Alabama Football: Who buckles first Monday night loses
By Ronald Evans
Alabama Football: In a shootout, score reversals surprise with no outcome assured. Rather than blinking at each score, look to see which team buckles first.
Oddsmakers predict Monday night will be an explosion of offense between Alabama Football and Ohio State. The game may well be a shootout, meaning lots of points with a last scoring drive winning the game. Neither head coach wants that, despite only one of them having a defensive focused football mind.
Nick Saban hates shootout games. Ryan Day is comfortable with them, but even Day has to worry if his Buckeyes’ defense can make enough stops to allow his offense to win a shootout.
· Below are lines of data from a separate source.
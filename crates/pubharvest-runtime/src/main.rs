//! pubharvest — incremental bibliographic harvester.
//! Entry point for the CLI binary.

use std::sync::Arc;

use anyhow::Result;
use clap::{Parser, Subcommand};
use tracing::info;
use tracing_subscriber::EnvFilter;

use pubharvest_common::net::GuardedClient;
use pubharvest_common::records::{AccessTier, ReviewStatus};
use pubharvest_common::Config;
use pubharvest_ingestion::acquire::AcquisitionChain;
use pubharvest_ingestion::run::{HarvestContext, RunController};
use pubharvest_ingestion::sources::entrez::EntrezClient;
use pubharvest_ingestion::sources::openaccess::OaClient;
use pubharvest_ingestion::tags::NgramSuggester;
use pubharvest_store::sqlite::SqliteStore;
use pubharvest_store::HarvestStore;

#[derive(Parser)]
#[command(name = "pubharvest")]
#[command(version, about = "Incremental bibliographic record and PDF harvester")]
struct Cli {
    /// Enable debug logging
    #[arg(short, long, global = true)]
    debug: bool,

    /// Config file path (default: pubharvest.toml, or PUBHARVEST_CONFIG)
    #[arg(long, global = true)]
    config: Option<String>,

    #[command(subcommand)]
    command: Commands,
}

#[derive(Subcommand)]
enum Commands {
    /// Run one harvest sweep over the configured keywords
    Harvest {
        /// Override the per-keyword dispatch concurrency
        #[arg(long)]
        workers: Option<usize>,
    },
    /// Create store partitions and indexes without running a sweep
    Init,
    /// Print store-level counts and the last completed run
    Stats,
}

#[tokio::main]
async fn main() -> Result<()> {
    dotenvy::dotenv().ok();
    let cli = Cli::parse();

    let default_directives = if cli.debug {
        "pubharvest=debug,debug"
    } else {
        "pubharvest=debug,info"
    };
    tracing_subscriber::fmt()
        .with_env_filter(
            EnvFilter::try_from_default_env()
                .unwrap_or_else(|_| EnvFilter::new(default_directives)),
        )
        .init();

    let config = match &cli.config {
        Some(path) => Config::load_from(path)?,
        None => Config::load()?,
    };

    let store = SqliteStore::open(&config.store.uri).await?;
    store.ensure_schema().await?;

    match cli.command {
        Commands::Init => {
            info!(uri = %config.store.uri, "Store schema and indexes ready");
            Ok(())
        }
        Commands::Stats => print_stats(&store).await,
        Commands::Harvest { workers } => run_harvest(config, store, workers).await,
    }
}

async fn run_harvest(
    mut config: Config,
    store: SqliteStore,
    workers: Option<usize>,
) -> Result<()> {
    if let Some(workers) = workers {
        config.harvest.workers = workers;
    }

    let client = GuardedClient::new()?;
    let source = Arc::new(EntrezClient::new(client.clone(), config.entrez.clone()));
    let resolver = Arc::new(OaClient::new(client.clone()));
    let chain = Arc::new(AcquisitionChain::new(
        client,
        resolver,
        config.harvest.pdf_dir.clone(),
    ));

    let controller = RunController::new(HarvestContext {
        config,
        store: Arc::new(store),
        source,
        chain,
        suggester: Arc::new(NgramSuggester::new()),
    });

    let summary = controller.execute().await?;

    println!("Run {} completed", summary.run_id);
    println!("  keywords:       {}", summary.keywords);
    println!("  processed:      {}", summary.articles_processed);
    println!("  skipped:        {}", summary.skipped);
    println!("  record errors:  {}", summary.record_errors);
    println!("  citation files: {}", summary.citation_files.len());
    match &summary.export_file {
        Some(path) => println!("  export:         {}", path.display()),
        None => println!("  export:         (nothing new this run)"),
    }
    Ok(())
}

async fn print_stats(store: &SqliteStore) -> Result<()> {
    let total = store.article_count().await?;
    let pending = store.count_by_review_status(ReviewStatus::Pending).await?;
    let approved = store.count_by_review_status(ReviewStatus::Approved).await?;
    let rejected = store.count_by_review_status(ReviewStatus::Rejected).await?;
    let free = store.count_by_access(AccessTier::Free).await?;
    let paid = store.count_by_access(AccessTier::Paid).await?;
    let with_pdf = store.count_with_pdf().await?;

    println!("articles:  {total}");
    println!("  pending:  {pending}");
    println!("  approved: {approved}");
    println!("  rejected: {rejected}");
    println!("access:");
    println!("  free:     {free}");
    println!("  paid:     {paid}");
    if total > 0 {
        println!(
            "pdfs:      {with_pdf} downloaded, {} missing ({:.1}%)",
            total - with_pdf,
            (with_pdf as f64 / total as f64) * 100.0
        );
    } else {
        println!("pdfs:      0 downloaded");
    }
    match store.last_completed_run().await? {
        Some(run) => {
            let end = run
                .end_time
                .map(|t| t.format("%Y-%m-%d %H:%M:%S").to_string())
                .unwrap_or_default();
            println!(
                "last run:  {} ({} processed)",
                end, run.articles_processed
            );
        }
        None => println!("last run:  none"),
    }
    Ok(())
}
Much more than offensive wizardry will be going on Monday night. An abundance of supremely talented athletes will fight, scratch, even claw to achieve team goals. At some point, the collective will of one team will be greater than the collective will of the other. That is more likely to happen on the last play than the first play, but a tipping point could come early.
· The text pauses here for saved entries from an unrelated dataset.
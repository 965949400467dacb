//! Domain-allowlisted HTTP client.
//!
//! Every outbound request the pipeline makes goes through [`GuardedClient`],
//! which refuses URLs whose host is not on the approved list. The allowlist
//! covers the bibliographic service and the open-access archive hosts; run
//! configuration can extend it.

use std::collections::HashSet;
use std::time::Duration;

use reqwest::{Client, ClientBuilder};
use url::Url;

use crate::error::HarvestError;

const DEFAULT_TIMEOUT_SECS: u64 = 30;

#[derive(Debug, Clone)]
pub struct GuardedClient {
    client: Client,
    allowlist: HashSet<String>,
}

impl GuardedClient {
    /// Client with the default allowlist of bibliographic-service hosts.
    pub fn new() -> Result<Self, HarvestError> {
        Self::with_timeout(Duration::from_secs(DEFAULT_TIMEOUT_SECS))
    }

    pub fn with_timeout(timeout: Duration) -> Result<Self, HarvestError> {
        let allowlist = [
            "eutils.ncbi.nlm.nih.gov", // search + fetch
            "www.ncbi.nlm.nih.gov",    // open-access resolution + downloads
            "ftp.ncbi.nlm.nih.gov",    // archive links (served over https)
        ]
        .into_iter()
        .map(String::from)
        .collect();

        let client = ClientBuilder::new()
            .timeout(timeout)
            .user_agent(concat!("pubharvest/", env!("CARGO_PKG_VERSION")))
            .build()?;

        Ok(Self { client, allowlist })
    }

    /// Append an exact hostname to the allowlist.
    pub fn allow_domain(&mut self, domain: &str) {
        self.allowlist.insert(domain.to_string());
    }

    /// Whether a URL is permitted under the current policy. Subdomains of an
    /// allowed host are allowed.
    pub fn is_allowed(&self, url: &str) -> bool {
        let Ok(parsed) = Url::parse(url) else {
            return false;
        };
        let Some(host) = parsed.host_str() else {
            return false;
        };
        self.allowlist
            .iter()
            .any(|allowed| host == allowed || host.ends_with(&format!(".{allowed}")))
    }

    pub fn get(&self, url: &str) -> Result<reqwest::RequestBuilder, HarvestError> {
        if !self.is_allowed(url) {
            return Err(HarvestError::NetPolicy(format!(
                "host not in allowlist for URL {url}"
            )));
        }
        Ok(self.client.get(url))
    }
}

#[cfg(test)]
mod tests {
    use super::*;

    #[test]
    fn allows_known_hosts_and_subdomains() {
        let client = GuardedClient::new().unwrap();
        assert!(client.is_allowed("https://eutils.ncbi.nlm.nih.gov/entrez/eutils/esearch.fcgi"));
        assert!(client.is_allowed("https://ftp.ncbi.nlm.nih.gov/pub/pmc/oa.tar.gz"));
        assert!(!client.is_allowed("https://example.com/paper.pdf"));
        assert!(!client.is_allowed("not a url"));
    }

    #[test]
    fn allow_domain_extends_policy() {
        let mut client = GuardedClient::new().unwrap();
        assert!(!client.is_allowed("https://europepmc.org/search"));
        client.allow_domain("europepmc.org");
        assert!(client.is_allowed("https://europepmc.org/search"));
    }
}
An argument can be made the semi-final contest between the Alabama Crimson Tide and the Notre Dame Fighting Irish was over after one play.
The game was still tied after the opening kickoff, but immediately the tone changed. The Fighting Irish got a major gut-check on toughness and physical play. They did not quit or fail to fight, but in the minds of some of their players and coaches, they must have questioned if they were tough enough to hang with the Tide.
Despite trying, they were not, and their appetite for returning kickoffs soon went away. It was a perfect example of one team imposing its will over another.
Will is imposed mentally as well as physically. When schemes and tactics repeatedly fail, human nature can lead to acquiescence. Nick Saban has a simpler and doubtless more effective way of communicating such battles of will to his players. He implores his guys to “make their asses quit.”
Hammer away at a large stone and eventually, it cracks. It is similar to how a structure buckles when its foundations become unstable. The result is a collapse.
One team will not collapse Monday night. Under Nick Saban, the Alabama football program builds teams that rarely collapse. Is it because Nick Saban’s guys are tougher than opponents? That’s part of it, but Saban has learned to use more than toughness. He has learned to use togetherness. Nick is quick to admit he loves the 2020 Alabama football team. Speaking after winning the SEC Championship game.
"This is the absolute best because I absolutely love this team. I love all the adversity that they had to overcome, and the resiliency that they went through to be able to do this. I appreciate it."
Throwing no shade at the Buckeyes, the Alabama Crimson Tide team is a tight family. One reason they care so much for each other is that they know how much their head coach cares for them. Quoting Saban again,
"I think the relentless sort of competitive spirit that this team has is something that you don’t really make or develop. It’s just the kind of people that they are."
That depth of unity is foundational. On Monday night, it will likely be the most important reason the Crimson Tide is not the first team to buckle.
For many years Nick Saban has told players to not think about winning a National Championship. Instead, they are to focus on dominating their opponent. On Monday night they can do both.